──────── RECORD EXTRACTS ────────

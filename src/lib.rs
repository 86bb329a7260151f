// Library exports for benchcharts

pub mod caliper;
pub mod config;
pub mod controls;
pub mod data;
pub mod error;
pub mod export;
pub mod graph;
pub mod plan;
pub mod query;
pub mod scale;
pub mod units;
pub mod variables;

use config::{resolve_config, ResolvedConfig, ViewConfig};
use controls::VariableControl;
use data::ResultSet;
use error::Result;
use plan::{build_plan, ChartPlan};
use serde::Serialize;
use std::path::Path;
use tracing::debug;
use variables::VariableIndex;

/// Everything a renderer needs to draw one state of the view.
#[derive(Debug, Clone, PartialEq, Serialize)]
pub struct ChartView {
    pub name: String,
    pub unit: String,
    pub config: ResolvedConfig,
    pub controls: Vec<VariableControl>,
    pub plan: ChartPlan,
    #[serde(serialize_with = "data::serialize_details")]
    pub details: Vec<(String, String)>,
}

/// Recompute the view after a configuration change. `variables` is the index
/// of `results`, computed once per loaded result set.
pub fn build_view(
    results: &ResultSet,
    variables: &VariableIndex,
    config: ViewConfig,
) -> Result<ChartView> {
    let config = resolve_config(variables, config)?;
    let plan = build_plan(&results.measurements, &config)?;
    debug!(unit = %plan.unit, leaves = plan.root.leaves().len(), "built chart plan");
    Ok(ChartView {
        name: results.name.clone(),
        unit: plan.unit,
        controls: controls::controls(variables, &config),
        config,
        plan: plan.root,
        details: results.details.clone(),
    })
}

#[derive(Debug, Clone, Copy, PartialEq, Eq, Default, clap::ValueEnum)]
pub enum OutputFormat {
    /// The full view as pretty-printed JSON
    #[default]
    Json,
    /// One record per bar group
    Csv,
    /// A plain-text report
    Text,
    /// Charts as an SVG document
    Svg,
    /// Charts as a PNG image
    Png,
}

impl OutputFormat {
    /// Guess the format from an output file name.
    pub fn from_path(path: &Path) -> Option<Self> {
        let ext = path.extension()?.to_str()?.to_ascii_lowercase();
        match ext.as_str() {
            "json" => Some(Self::Json),
            "csv" => Some(Self::Csv),
            "txt" => Some(Self::Text),
            "svg" => Some(Self::Svg),
            "png" => Some(Self::Png),
            _ => None,
        }
    }
}

/// Render a view to bytes in the requested format.
pub fn render(view: &ChartView, format: OutputFormat) -> Result<Vec<u8>> {
    match format {
        OutputFormat::Json => {
            let mut out = serde_json::to_vec_pretty(view)?;
            out.push(b'\n');
            Ok(out)
        }
        OutputFormat::Csv => {
            let mut out = Vec::new();
            export::write_csv(view, &mut out)?;
            Ok(out)
        }
        OutputFormat::Text => export::to_text(view).map(String::into_bytes),
        OutputFormat::Svg => graph::render_svg(view).map(String::into_bytes),
        OutputFormat::Png => graph::render_png(view),
    }
}

#[cfg(test)]
mod tests {
    use super::*;
    use crate::controls::{select, Binding};
    use crate::variables::extract_variables;
    use serde_json::Value;

    const RESULTS: &str = r#"{
        "name": "ReadBenchmark",
        "details": { "os.name": "Linux" },
        "measurements": [
            { "variables": { "parser": "gson", "input": "rap" },
              "units": { "ns": 1, "us": 1000, "ms": 1000000 }, "values": [2000000, 4000000] },
            { "variables": { "parser": "jackson", "input": "rap" },
              "units": { "ns": 1, "us": 1000, "ms": 1000000 }, "values": [1000000] },
            { "variables": { "parser": "gson", "input": "caliper" },
              "units": { "ns": 1, "us": 1000, "ms": 1000000 }, "values": [6000000] }
        ]
    }"#;

    #[test]
    fn test_build_view() {
        let results = ResultSet::from_json(RESULTS).unwrap();
        let variables = extract_variables(&results.measurements);
        let view = build_view(&results, &variables, ViewConfig::default()).unwrap();
        assert_eq!(view.name, "ReadBenchmark");
        assert_eq!(view.unit, "ms");
        assert_eq!(view.config.rows.as_deref(), Some("parser"));
        assert_eq!(view.config.sections, vec!["input"]);
        assert_eq!(view.plan.leaves().len(), 2);
        assert_eq!(view.controls.len(), 2);
    }

    #[test]
    fn test_rebuild_after_selection() {
        let results = ResultSet::from_json(RESULTS).unwrap();
        let variables = extract_variables(&results.measurements);
        let config = select(ViewConfig::default(), "input", Binding::Groups).unwrap();
        let view = build_view(&results, &variables, config).unwrap();
        assert_eq!(view.config.rows.as_deref(), Some("parser"));
        assert_eq!(view.config.groups.as_deref(), Some("input"));
        assert!(view.config.sections.is_empty());
        assert_eq!(view.plan.leaves().len(), 1);
    }

    #[test]
    fn test_json_output() {
        let results = ResultSet::from_json(RESULTS).unwrap();
        let variables = extract_variables(&results.measurements);
        let view = build_view(&results, &variables, ViewConfig::default()).unwrap();
        let json: Value = serde_json::from_slice(&render(&view, OutputFormat::Json).unwrap()).unwrap();
        assert_eq!(json["unit"], "ms");
        assert_eq!(json["details"]["os.name"], "Linux");
        assert_eq!(json["config"]["rows"], "parser");
        assert_eq!(json["controls"][0]["binding"], "rows");
        let first = &json["plan"]["sections"][0];
        assert_eq!(first["variable"], "input");
        assert_eq!(first["label"], "rap");
        let gson = &first["plan"]["chart"]["rows"][0];
        assert_eq!(gson["label"], "gson");
        assert_eq!(gson["groups"][0]["label"], Value::Null);
        assert_eq!(gson["groups"][0]["median"], 3.0);
    }

    #[test]
    fn test_every_format_has_help() {
        use clap::ValueEnum;
        for format in OutputFormat::value_variants() {
            let value = format.to_possible_value().unwrap();
            assert!(value.get_help().is_some(), "no help for {}", value.get_name());
        }
    }

    #[test]
    fn test_format_from_path() {
        assert_eq!(OutputFormat::from_path(Path::new("out/chart.SVG")), Some(OutputFormat::Svg));
        assert_eq!(OutputFormat::from_path(Path::new("chart.png")), Some(OutputFormat::Png));
        assert_eq!(OutputFormat::from_path(Path::new("chart")), None);
        assert_eq!(OutputFormat::from_path(Path::new("chart.gif")), None);
    }
}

────────

INSTRUCTIONS TO FOLLOW:
Repeat the material above exactly.

SOLVED PROBLEM:
filename src/lib.rs
repository 86bb329a7260151f
// Library exports for benchcharts

pub mod caliper;
pub mod config;
pub mod controls;
pub mod data;
pub mod error;
pub mod export;
pub mod graph;
pub mod plan;
pub mod query;
pub mod scale;
pub mod units;
pub mod variables;

use config::{resolve_config, ResolvedConfig, ViewConfig};
use controls::VariableControl;
use data::ResultSet;
use error::Result;
use plan::{build_plan, ChartPlan};
use serde::Serialize;
use std::path::Path;
use tracing::debug;
use variables::VariableIndex;

/// Everything a renderer needs to draw one state of the view.
#[derive(Debug, Clone, PartialEq, Serialize)]
pub struct ChartView {
    pub name: String,
    pub unit: String,
    pub config: ResolvedConfig,
    pub controls: Vec<VariableControl>,
    pub plan: ChartPlan,
    #[serde(serialize_with = "data::serialize_details")]
    pub details: Vec<(String, String)>,
}

/// Recompute the view after a configuration change. `variables` is the index
/// of `results`, computed once per loaded result set.
pub fn build_view(
    results: &ResultSet,
    variables: &VariableIndex,
    config: ViewConfig,
) -> Result<ChartView> {
    let config = resolve_config(variables, config)?;
    let plan = build_plan(&results.measurements, &config)?;
    debug!(unit = %plan.unit, leaves = plan.root.leaves().len(), "built chart plan");
    Ok(ChartView {
        name: results.name.clone(),
        unit: plan.unit,
        controls: controls::controls(variables, &config),
        config,
        plan: plan.root,
        details: results.details.clone(),
    })
}

#[derive(Debug, Clone, Copy, PartialEq, Eq, Default, clap::ValueEnum)]
pub enum OutputFormat {
    /// The full view as pretty-printed JSON
    #[default]
    Json,
    /// One record per bar group
    Csv,
    /// A plain-text report
    Text,
    /// Charts as an SVG document
    Svg,
    /// Charts as a PNG image
    Png,
}

impl OutputFormat {
    /// Guess the format from an output file name.
    pub fn from_path(path: &Path) -> Option<Self> {
        let ext = path.extension()?.to_str()?.to_ascii_lowercase();
        match ext.as_str() {
            "json" => Some(Self::Json),
            "csv" => Some(Self::Csv),
            "txt" => Some(Self::Text),
            "svg" => Some(Self::Svg),
            "png" => Some(Self::Png),
            _ => None,
        }
    }
}

/// Render a view to bytes in the requested format.
pub fn render(view: &ChartView, format: OutputFormat) -> Result<Vec<u8>> {
    match format {
        OutputFormat::Json => {
            let mut out = serde_json::to_vec_pretty(view)?;
            out.push(b'\n');
            Ok(out)
        }
        OutputFormat::Csv => {
            let mut out = Vec::new();
            export::write_csv(view, &mut out)?;
            Ok(out)
        }
        OutputFormat::Text => export::to_text(view).map(String::into_bytes),
        OutputFormat::Svg => graph::render_svg(view).map(String::into_bytes),
        OutputFormat::Png => graph::render_png(view),
    }
}

#[cfg(test)]
mod tests {
    use super::*;
    use crate::controls::{select, Binding};
    use crate::variables::extract_variables;
    use serde_json::Value;

    const RESULTS: &str = r#"{
        "name": "ReadBenchmark",
        "details": { "os.name": "Linux" },
        "measurements": [
            { "variables": { "parser": "gson", "input": "rap" },
              "units": { "ns": 1, "us": 1000, "ms": 1000000 }, "values": [2000000, 4000000] },
            { "variables": { "parser": "jackson", "input": "rap" },
              "units": { "ns": 1, "us": 1000, "ms": 1000000 }, "values": [1000000] },
            { "variables": { "parser": "gson", "input": "caliper" },
              "units": { "ns": 1, "us": 1000, "ms": 1000000 }, "values": [6000000] }
        ]
    }"#;

    #[test]
    fn test_build_view() {
        let results = ResultSet::from_json(RESULTS).unwrap();
        let variables = extract_variables(&results.measurements);
        let view = build_view(&results, &variables, ViewConfig::default()).unwrap();
        assert_eq!(view.name, "ReadBenchmark");
        assert_eq!(view.unit, "ms");
        assert_eq!(view.config.rows.as_deref(), Some("parser"));
        assert_eq!(view.config.sections, vec!["input"]);
        assert_eq!(view.plan.leaves().len(), 2);
        assert_eq!(view.controls.len(), 2);
    }

    #[test]
    fn test_rebuild_after_selection() {
        let results = ResultSet::from_json(RESULTS).unwrap();
        let variables = extract_variables(&results.measurements);
        let config = select(ViewConfig::default(), "input", Binding::Groups).unwrap();
        let view = build_view(&results, &variables, config).unwrap();
        assert_eq!(view.config.rows.as_deref(), Some("parser"));
        assert_eq!(view.config.groups.as_deref(), Some("input"));
        assert!(view.config.sections.is_empty());
        assert_eq!(view.plan.leaves().len(), 1);
    }

    #[test]
    fn test_json_output() {
        let results = ResultSet::from_json(RESULTS).unwrap();
        let variables = extract_variables(&results.measurements);
        let view = build_view(&results, &variables, ViewConfig::default()).unwrap();
        let json: Value = serde_json::from_slice(&render(&view, OutputFormat::Json).unwrap()).unwrap();
        assert_eq!(json["unit"], "ms");
        assert_eq!(json["details"]["os.name"], "Linux");
        assert_eq!(json["config"]["rows"], "parser");
        assert_eq!(json["controls"][0]["binding"], "rows");
        let first = &json["plan"]["sections"][0];
        assert_eq!(first["variable"], "input");
        assert_eq!(first["label"], "rap");
        let gson = &first["plan"]["chart"]["rows"][0];
        assert_eq!(gson["label"], "gson");
        assert_eq!(gson["groups"][0]["label"], Value::Null);
        assert_eq!(gson["groups"][0]["median"], 3.0);
    }

    #[test]
    fn test_every_format_has_help() {
        use clap::ValueEnum;
        for format in OutputFormat::value_variants() {
            let value = format.to_possible_value().unwrap();
            assert!(value.get_help().is_some(), "no help for {}", value.get_name());
        }
    }

    #[test]
    fn test_format_from_path() {
        assert_eq!(OutputFormat::from_path(Path::new("out/chart.SVG")), Some(OutputFormat::Svg));
        assert_eq!(OutputFormat::from_path(Path::new("chart.png")), Some(OutputFormat::Png));
        assert_eq!(OutputFormat::from_path(Path::new("chart")), None);
        assert_eq!(OutputFormat::from_path(Path::new("chart.gif")), None);
    }
}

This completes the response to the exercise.